Top of PROVIDED DATA
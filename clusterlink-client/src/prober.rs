use tracing::{error, instrument};

use crate::api::KubeApi;
use crate::error::ApiError;
use crate::structs::ClusterStatus;

pub const INVALID_CREDENTIALS: &str = "Invalid credentials";
pub const CONNECTION_TIMED_OUT: &str = "Connection timed out";
pub const FAILED_TO_FETCH_CREDENTIALS: &str = "Failed to fetch credentials";

#[derive(Debug, Clone, PartialEq, Eq)]
pub struct ProbeOutcome {
    pub status: ClusterStatus,
    /// `None` exactly when access was granted.
    pub failure_reason: Option<String>,
    /// Server `gitVersion`, when the call succeeded.
    pub version: Option<String>,
}

impl ProbeOutcome {
    fn granted(version: String) -> Self {
        Self {
            status: ClusterStatus::AccessGranted,
            failure_reason: None,
            version: Some(version),
        }
    }

    fn failed(status: ClusterStatus, reason: impl Into<String>) -> Self {
        Self {
            status,
            failure_reason: Some(reason.into()),
            version: None,
        }
    }
}

/// Maps a failed round-trip onto a status and a short human reason.
pub fn classify(err: &ApiError) -> ProbeOutcome {
    match err {
        ApiError::Status { code, .. } if (400..500).contains(code) => {
            ProbeOutcome::failed(ClusterStatus::AccessDenied, INVALID_CREDENTIALS)
        }
        ApiError::Status { message, .. } => {
            ProbeOutcome::failed(ClusterStatus::Offline, message.clone())
        }
        ApiError::Timeout => ProbeOutcome::failed(ClusterStatus::Offline, CONNECTION_TIMED_OUT),
        ApiError::Credentials(_) => {
            ProbeOutcome::failed(ClusterStatus::AccessDenied, FAILED_TO_FETCH_CREDENTIALS)
        }
        ApiError::Network(message) | ApiError::Other(message) => {
            ProbeOutcome::failed(ClusterStatus::Offline, message.clone())
        }
    }
}

/// One authenticated `/version` round-trip. Never fails; errors become a
/// classification.
#[instrument(skip(api), fields(context = %context_name))]
pub async fn probe(api: &dyn KubeApi, context_name: &str) -> ProbeOutcome {
    match api.version().await {
        Ok(info) => ProbeOutcome::granted(info.git_version),
        Err(e) => {
            error!("Failed to connect cluster \"{context_name}\": {e}");
            classify(&e)
        }
    }
}

/// Same classification for a client that could not even be built.
pub fn probe_connect_failure(err: &ApiError, context_name: &str) -> ProbeOutcome {
    error!("Failed to build client for cluster \"{context_name}\": {err}");
    match err {
        ApiError::Timeout | ApiError::Status { .. } => classify(err),
        _ => ProbeOutcome::failed(ClusterStatus::AccessDenied, FAILED_TO_FETCH_CREDENTIALS),
    }
}

#[cfg(test)]
mod tests {
    use super::*;
    use crate::testing::FakeApi;

    #[tokio::test]
    async fn test_probe_granted_reports_version() {
        let api = FakeApi::new();
        let outcome = probe(&api, "dev").await;
        assert_eq!(outcome.status, ClusterStatus::AccessGranted);
        assert_eq!(outcome.failure_reason, None);
        assert_eq!(outcome.version.as_deref(), Some("v1.30.2"));
    }

    #[tokio::test]
    async fn test_probe_4xx_is_access_denied() {
        let api = FakeApi::new().with_version_error(ApiError::Status {
            code: 403,
            message: "forbidden".into(),
        });
        let outcome = probe(&api, "dev").await;
        assert_eq!(outcome.status, ClusterStatus::AccessDenied);
        assert_eq!(outcome.failure_reason.as_deref(), Some(INVALID_CREDENTIALS));
    }

    #[tokio::test]
    async fn test_probe_5xx_keeps_upstream_message() {
        let api = FakeApi::new().with_version_error(ApiError::Status {
            code: 503,
            message: "etcd unavailable".into(),
        });
        let outcome = probe(&api, "dev").await;
        assert_eq!(outcome.status, ClusterStatus::Offline);
        assert_eq!(outcome.failure_reason.as_deref(), Some("etcd unavailable"));
    }

    #[test]
    fn test_classify_timeout_and_network() {
        let timeout = classify(&ApiError::Timeout);
        assert_eq!(timeout.status, ClusterStatus::Offline);
        assert_eq!(timeout.failure_reason.as_deref(), Some(CONNECTION_TIMED_OUT));

        let network = classify(&ApiError::Network("dns error".into()));
        assert_eq!(network.status, ClusterStatus::Offline);
        assert_eq!(network.failure_reason.as_deref(), Some("dns error"));

        let creds = classify(&ApiError::Credentials("exec plugin failed".into()));
        assert_eq!(creds.status, ClusterStatus::AccessDenied);
        assert_eq!(
            creds.failure_reason.as_deref(),
            Some(FAILED_TO_FETCH_CREDENTIALS)
        );
    }

    #[test]
    fn test_connect_failure_classification() {
        let timed_out = probe_connect_failure(&ApiError::Timeout, "dev");
        assert_eq!(timed_out.status, ClusterStatus::Offline);

        let broken = probe_connect_failure(&ApiError::Other("bad pem".into()), "dev");
        assert_eq!(broken.status, ClusterStatus::AccessDenied);
        assert_eq!(
            broken.failure_reason.as_deref(),
            Some(FAILED_TO_FETCH_CREDENTIALS)
        );
    }
}
#![cfg_attr(coverage_nightly, feature(coverage_attribute))]

//! Work with sets of CPUs in the two forms Linux uses for them, and query or change which CPUs
//! a task is allowed to run on.
//!
//! * [`CpuSet`] is a bitmask, the form consumed and produced by the `sched_getaffinity(2)` and
//!   `sched_setaffinity(2)` system calls. Bit 0 of the first word is CPU 0.
//! * [`CpuList`] is a list of inclusive CPU ranges, the form shown to humans, e.g. in the
//!   `Cpus_allowed_list` line of `/proc/self/status` (`0-9,32-35,40`).
//!
//! Both represent the same thing and convert into each other with [`CpuSet::to_list()`] and
//! [`CpuList::to_set()`]. CPU numbers are plain [`CpuId`] integers; no topology meaning is
//! attached to them.
//!
//! # Example
//!
//! ```
//! use cpumask::{CpuList, CpuSet};
//!
//! let list: CpuList = "1-42,666,1000-1001".parse().unwrap();
//! let set = list.to_set();
//!
//! assert!(set.is_set(666));
//! assert!(!set.is_set(667));
//!
//! let other = CpuSet::new().with_range(40, 700);
//! assert_eq!(set.overlap(&other).to_string(), "40-42,666");
//! ```
//!
//! # Task affinity
//!
//! [`AffinityChannel`] queries and changes the affinity mask of a task. The kernel's CPU mask
//! can be larger than the fixed-size `cpu_set_t` of the C library, so its size is discovered by
//! probing and remembered in a [`SizeCache`] shared by all channels in the process.
//!
//! ```
//! # if cfg!(target_os = "linux") {
//! use cpumask::CALLER;
//!
//! let allowed = cpumask::affinity(CALLER).unwrap();
//! println!("This thread may run on CPUs {allowed}");
//! # }
//! ```
//!
//! When working with [`CALLER`], make sure the calling logic stays on the same operating system
//! thread for the duration, or you may be looking at the affinity of a different thread.
//!
//! # Operating system compatibility
//!
//! The set and list algebra works everywhere. Affinity queries and changes are only available
//! on Linux; on other platforms they fail with an [`Error::Os`] of kind
//! [`Unsupported`][std::io::ErrorKind::Unsupported].

mod affinity;
mod error;
mod list;
mod pal;
mod parse;
mod primitive_types;
mod set;
mod size_cache;

pub use affinity::*;
pub use error::*;
pub use list::*;
pub use primitive_types::*;
pub use set::*;
pub use size_cache::*;
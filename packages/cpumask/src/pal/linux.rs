use std::io;

use crate::TaskId;
use crate::pal::Bindings;

/// The error code the kernel reports when the mask buffer is smaller than its CPU mask.
pub(crate) const BUFFER_TOO_SMALL: i32 = libc::EINVAL;

/// FFI bindings that target the real operating system that the build is targeting.
///
/// We issue the raw system calls instead of going through the libc `cpu_set_t` wrappers because
/// `cpu_set_t` has a fixed size that the kernel's CPU mask may exceed.
#[derive(Debug, Default)]
pub(crate) struct BuildTargetBindings;

// Real OS bindings are excluded from coverage measurement because they are tested via
// integration tests running on actual Linux.
#[cfg_attr(coverage_nightly, coverage(off))]
impl Bindings for BuildTargetBindings {
    fn sched_getaffinity(&self, task: TaskId, mask: &mut [u8]) -> Result<usize, io::Error> {
        // SAFETY: The kernel writes at most `mask.len()` bytes into the buffer we pass.
        // This call does not block.
        let result = unsafe {
            libc::syscall(
                libc::SYS_sched_getaffinity,
                task,
                mask.len(),
                mask.as_mut_ptr(),
            )
        };

        // Negative means failure, with the reason in errno.
        match usize::try_from(result) {
            Ok(written) => Ok(written),
            Err(_) => Err(io::Error::last_os_error()),
        }
    }

    fn sched_setaffinity(&self, task: TaskId, mask: &[u8]) -> Result<(), io::Error> {
        // SAFETY: The kernel reads at most `mask.len()` bytes from the buffer we pass.
        let result = unsafe {
            libc::syscall(
                libc::SYS_sched_setaffinity,
                task,
                mask.len(),
                mask.as_ptr(),
            )
        };

        if result == 0 {
            Ok(())
        } else {
            Err(io::Error::last_os_error())
        }
    }
}
/// Identifies a specific logical processor.
///
/// This matches the 0-based CPU number used by the operating system, e.g. in
/// `/proc/self/status` or in the output of `taskset`. The value carries no topology meaning.
pub type CpuId = u32;

/// Identifies the task (thread) or process whose CPU affinity is queried or changed.
///
/// Use [`CALLER`] to refer to the calling thread.
pub type TaskId = i32;

/// The [`TaskId`] that refers to the calling thread.
///
/// When you use this, make sure the logic in question is not moved to a different operating
/// system thread between calls (e.g. by an async runtime), or you will be working with the
/// affinity of some other thread.
pub const CALLER: TaskId = 0;

/// One machine word of a [`CpuSet`][crate::CpuSet], holding the membership bits of
/// [`WORD_BITS`] consecutive CPUs. The lowest bit is the lowest CPU number.
pub type Word = u64;

/// How many CPUs are covered by one [`Word`].
pub const WORD_BITS: u32 = Word::BITS;
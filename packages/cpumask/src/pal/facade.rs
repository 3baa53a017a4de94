#![cfg_attr(coverage_nightly, coverage(off))]

use std::fmt::{self, Debug};
use std::io;
#[cfg(test)]
use std::sync::Arc;

use crate::TaskId;
#[cfg(test)]
use crate::pal::MockBindings;
use crate::pal::{Bindings, BuildTargetBindings};

/// Enum to hide the real/mock choice behind a single wrapper type.
#[derive(Clone)]
pub(crate) enum BindingsFacade {
    Target(&'static BuildTargetBindings),

    #[cfg(test)]
    Mock(Arc<MockBindings>),
}

impl BindingsFacade {
    pub(crate) const fn target() -> Self {
        Self::Target(&BuildTargetBindings)
    }

    #[cfg(test)]
    pub(crate) fn from_mock(mock: MockBindings) -> Self {
        Self::Mock(Arc::new(mock))
    }
}

impl Bindings for BindingsFacade {
    fn sched_getaffinity(&self, task: TaskId, mask: &mut [u8]) -> Result<usize, io::Error> {
        match self {
            Self::Target(bindings) => bindings.sched_getaffinity(task, mask),
            #[cfg(test)]
            Self::Mock(mock) => mock.sched_getaffinity(task, mask),
        }
    }

    fn sched_setaffinity(&self, task: TaskId, mask: &[u8]) -> Result<(), io::Error> {
        match self {
            Self::Target(bindings) => bindings.sched_setaffinity(task, mask),
            #[cfg(test)]
            Self::Mock(mock) => mock.sched_setaffinity(task, mask),
        }
    }
}

#[cfg_attr(coverage_nightly, coverage(off))] // No API contract to test.
impl Debug for BindingsFacade {
    fn fmt(&self, f: &mut fmt::Formatter<'_>) -> fmt::Result {
        match self {
            Self::Target(inner) => inner.fmt(f),
            #[cfg(test)]
            Self::Mock(inner) => inner.fmt(f),
        }
    }
}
Bottom of PROVIDED DATA
WHAT THIS TASK INVOLVES: Lines from the one holding "Self::Target(&BuildTargetBindings)" to the last line of the records: return these exactly, and only these.

WRITTEN ANSWER:
        Self::Target(&BuildTargetBindings)
    }

    #[cfg(test)]
    pub(crate) fn from_mock(mock: MockBindings) -> Self {
        Self::Mock(Arc::new(mock))
    }
}

impl Bindings for BindingsFacade {
    fn sched_getaffinity(&self, task: TaskId, mask: &mut [u8]) -> Result<usize, io::Error> {
        match self {
            Self::Target(bindings) => bindings.sched_getaffinity(task, mask),
            #[cfg(test)]
            Self::Mock(mock) => mock.sched_getaffinity(task, mask),
        }
    }

    fn sched_setaffinity(&self, task: TaskId, mask: &[u8]) -> Result<(), io::Error> {
        match self {
            Self::Target(bindings) => bindings.sched_setaffinity(task, mask),
            #[cfg(test)]
            Self::Mock(mock) => mock.sched_setaffinity(task, mask),
        }
    }
}

#[cfg_attr(coverage_nightly, coverage(off))] // No API contract to test.
impl Debug for BindingsFacade {
    fn fmt(&self, f: &mut fmt::Formatter<'_>) -> fmt::Result {
        match self {
            Self::Target(inner) => inner.fmt(f),
            #[cfg(test)]
            Self::Mock(inner) => inner.fmt(f),
        }
    }
}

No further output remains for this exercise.